- **DESCRIPTION OF THE TASK**
Repeat the first line of the listing and each line after it, exactly, through the line containing "#[derive(Clone)]".

--------

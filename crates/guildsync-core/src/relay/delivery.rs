use std::sync::Arc;

use crate::{
    domain::{ChannelId, RelayMessage},
    messaging::{
        port::RelayPlatform,
        types::{truncate_chars, PlatformCapabilities},
    },
    relay::identity::IdentityCache,
    Result,
};

const UNKNOWN_AUTHOR: &str = "Unknown";

/// Result of delivering to one channel. Never an error: failures are data.
#[derive(Clone, Debug, PartialEq, Eq)]
pub enum DeliveryOutcome {
    /// Posted under the author's name/avatar through the proxy identity.
    Proxied,
    /// Posted as the relay itself with the author's name in the text.
    FellBack { proxy_error: Option<String> },
    /// Both paths failed.
    Failed {
        proxy_error: Option<String>,
        error: String,
    },
}

impl DeliveryOutcome {
    pub fn is_delivered(&self) -> bool {
        !matches!(self, DeliveryOutcome::Failed { .. })
    }
}

/// Sends rendered text into a destination channel.
///
/// The proxy path is tried once; on any failure the channel's identity is
/// evicted and a single plain post is attempted instead.
#[derive(Clone)]
pub struct DeliveryAgent {
    platform: Arc<dyn RelayPlatform>,
    identities: Arc<IdentityCache>,
}

impl DeliveryAgent {
    pub fn new(platform: Arc<dyn RelayPlatform>, identities: Arc<IdentityCache>) -> Self {
        Self {
            platform,
            identities,
        }
    }

    pub async fn deliver(
        &self,
        channel_id: ChannelId,
        rendered_text: &str,
        original: &RelayMessage,
    ) -> DeliveryOutcome {
        let caps = self.platform.capabilities();

        let proxy_error = if caps.supports_proxy_identity {
            match self
                .send_via_proxy(channel_id, rendered_text, original, &caps)
                .await
            {
                Ok(()) => return DeliveryOutcome::Proxied,
                Err(e) => {
                    tracing::warn!(
                        channel = channel_id.0,
                        error = %e,
                        "proxy delivery failed, falling back to bot post"
                    );
                    Some(e.to_string())
                }
            }
        } else {
            None
        };

        let content = truncate_chars(
            &attributed(display_name(original), rendered_text),
            caps.max_message_len,
        );
        match self
            .platform
            .send_as_bot(
                channel_id,
                &content,
                &original.attachments,
                &original.embeds,
            )
            .await
        {
            Ok(()) => DeliveryOutcome::FellBack { proxy_error },
            Err(e) => {
                tracing::error!(channel = channel_id.0, error = %e, "fallback delivery failed");
                DeliveryOutcome::Failed {
                    proxy_error,
                    error: e.to_string(),
                }
            }
        }
    }

    async fn send_via_proxy(
        &self,
        channel_id: ChannelId,
        rendered_text: &str,
        original: &RelayMessage,
        caps: &PlatformCapabilities,
    ) -> Result<()> {
        let platform = self.platform.clone();
        let identity = self
            .identities
            .get_or_create(channel_id, || async move {
                platform.create_or_fetch_proxy_identity(channel_id).await
            })
            .await?;

        let name = truncate_chars(display_name(original), caps.max_display_name_len);
        let content = truncate_chars(rendered_text, caps.max_message_len);
        let sent = self
            .platform
            .send_as_proxy(
                &identity.handle,
                &name,
                original.author.avatar_url.as_deref(),
                &content,
                &original.attachments,
                &original.embeds,
            )
            .await;

        if sent.is_err() && self.identities.invalidate(channel_id, &identity).await {
            tracing::debug!(channel = channel_id.0, proxy = %identity.handle.id, "proxy identity evicted");
        }
        sent
    }
}

fn display_name(message: &RelayMessage) -> &str {
    let name = message.author.display_name.trim();
    if name.is_empty() {
        UNKNOWN_AUTHOR
    } else {
        name
    }
}

/// `[Name] text`, or just `[Name]` for attachment-only posts.
fn attributed(name: &str, text: &str) -> String {
    if text.trim().is_empty() {
        format!("[{name}]")
    } else {
        format!("[{name}] {text}")
    }
}

#[cfg(test)]
mod tests {
    use super::*;
    use crate::test_support::{message, FakePlatform};

    fn agent(platform: &Arc<FakePlatform>) -> (DeliveryAgent, Arc<IdentityCache>) {
        let cache = Arc::new(IdentityCache::new());
        (DeliveryAgent::new(platform.clone(), cache.clone()), cache)
    }

    #[tokio::test]
    async fn proxy_path_preserves_author_and_rich_content() {
        let platform = Arc::new(FakePlatform::default());
        let (agent, cache) = agent(&platform);
        let msg = message(1, "hello");

        let out = agent.deliver(ChannelId(2), "hola", &msg).await;
        assert_eq!(out, DeliveryOutcome::Proxied);

        let sent = platform.proxy_sends();
        assert_eq!(sent.len(), 1);
        assert_eq!(sent[0].display_name.as_deref(), Some("Ann"));
        assert_eq!(sent[0].content, "hola");
        assert_eq!((sent[0].attachments, sent[0].embeds), (1, 1));
        assert!(cache.cached(ChannelId(2)).await.is_some());
    }

    #[tokio::test]
    async fn identity_is_reused_across_deliveries() {
        let platform = Arc::new(FakePlatform::default());
        let (agent, _) = agent(&platform);
        let msg = message(1, "hello");

        agent.deliver(ChannelId(2), "a", &msg).await;
        agent.deliver(ChannelId(2), "b", &msg).await;
        assert_eq!(platform.identity_creations(), 1);
    }

    #[tokio::test]
    async fn proxy_failure_falls_back_once_and_evicts() {
        let platform = Arc::new(FakePlatform::default());
        let (agent, cache) = agent(&platform);
        let msg = message(1, "hello");

        agent.deliver(ChannelId(2), "warm", &msg).await;
        assert_eq!(platform.identity_creations(), 1);

        platform.fail_proxy_sends(ChannelId(2));
        let out = agent.deliver(ChannelId(2), "hello", &msg).await;
        assert!(
            matches!(out, DeliveryOutcome::FellBack { proxy_error: Some(ref e) } if e.contains("Unknown Webhook"))
        );
        assert!(cache.cached(ChannelId(2)).await.is_none());

        let bot = platform.bot_sends();
        assert_eq!(bot.len(), 1);
        assert_eq!(bot[0].content, "[Ann] hello");
        assert_eq!((bot[0].attachments, bot[0].embeds), (1, 1));

        // The next delivery re-creates the identity instead of reusing the stale one.
        platform.heal_proxy_sends(ChannelId(2));
        assert_eq!(
            agent.deliver(ChannelId(2), "again", &msg).await,
            DeliveryOutcome::Proxied
        );
        assert_eq!(platform.identity_creations(), 2);
        let last = platform.proxy_sends().pop().unwrap();
        assert_eq!(last.proxy_id.as_deref(), Some("hook-2-2"));
    }

    #[tokio::test]
    async fn identity_creation_failure_falls_back() {
        let platform = Arc::new(FakePlatform::default());
        let (agent, _) = agent(&platform);
        platform.fail_identity_creation(ChannelId(2));

        let out = agent.deliver(ChannelId(2), "hi", &message(1, "hi")).await;
        assert!(matches!(out, DeliveryOutcome::FellBack { proxy_error: Some(_) }));
        assert_eq!(platform.bot_sends()[0].content, "[Ann] hi");
    }

    #[tokio::test]
    async fn both_paths_failing_is_reported_not_raised() {
        let platform = Arc::new(FakePlatform::default());
        let (agent, _) = agent(&platform);
        platform.fail_proxy_sends(ChannelId(2));
        platform.fail_bot_sends(ChannelId(2));

        let out = agent.deliver(ChannelId(2), "hi", &message(1, "hi")).await;
        assert!(!out.is_delivered());
        assert!(matches!(
            out,
            DeliveryOutcome::Failed {
                proxy_error: Some(_),
                ..
            }
        ));
    }

    #[test]
    fn attribution_handles_empty_text() {
        assert_eq!(attributed("Ann", "hi"), "[Ann] hi");
        assert_eq!(attributed("Ann", "  "), "[Ann]");
    }

    #[tokio::test]
    async fn blank_author_name_uses_placeholder() {
        let platform = Arc::new(FakePlatform::default());
        let (agent, _) = agent(&platform);
        let mut msg = message(1, "hi");
        msg.author.display_name = "   ".to_string();

        agent.deliver(ChannelId(2), "hi", &msg).await;
        assert_eq!(
            platform.proxy_sends()[0].display_name.as_deref(),
            Some("Unknown")
        );
    }
}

--------

- **OUTPUT BELOW**
filename crates/guildsync-core/src/relay/delivery.rs
use std::sync::Arc;

use crate::{
    domain::{ChannelId, RelayMessage},
    messaging::{
        port::RelayPlatform,
        types::{truncate_chars, PlatformCapabilities},
    },
    relay::identity::IdentityCache,
    Result,
};

const UNKNOWN_AUTHOR: &str = "Unknown";

/// Result of delivering to one channel. Never an error: failures are data.
#[derive(Clone, Debug, PartialEq, Eq)]
pub enum DeliveryOutcome {
    /// Posted under the author's name/avatar through the proxy identity.
    Proxied,
    /// Posted as the relay itself with the author's name in the text.
    FellBack { proxy_error: Option<String> },
    /// Both paths failed.
    Failed {
        proxy_error: Option<String>,
        error: String,
    },
}

impl DeliveryOutcome {
    pub fn is_delivered(&self) -> bool {
        !matches!(self, DeliveryOutcome::Failed { .. })
    }
}

/// Sends rendered text into a destination channel.
///
/// The proxy path is tried once; on any failure the channel's identity is
/// evicted and a single plain post is attempted instead.
#[derive(Clone)]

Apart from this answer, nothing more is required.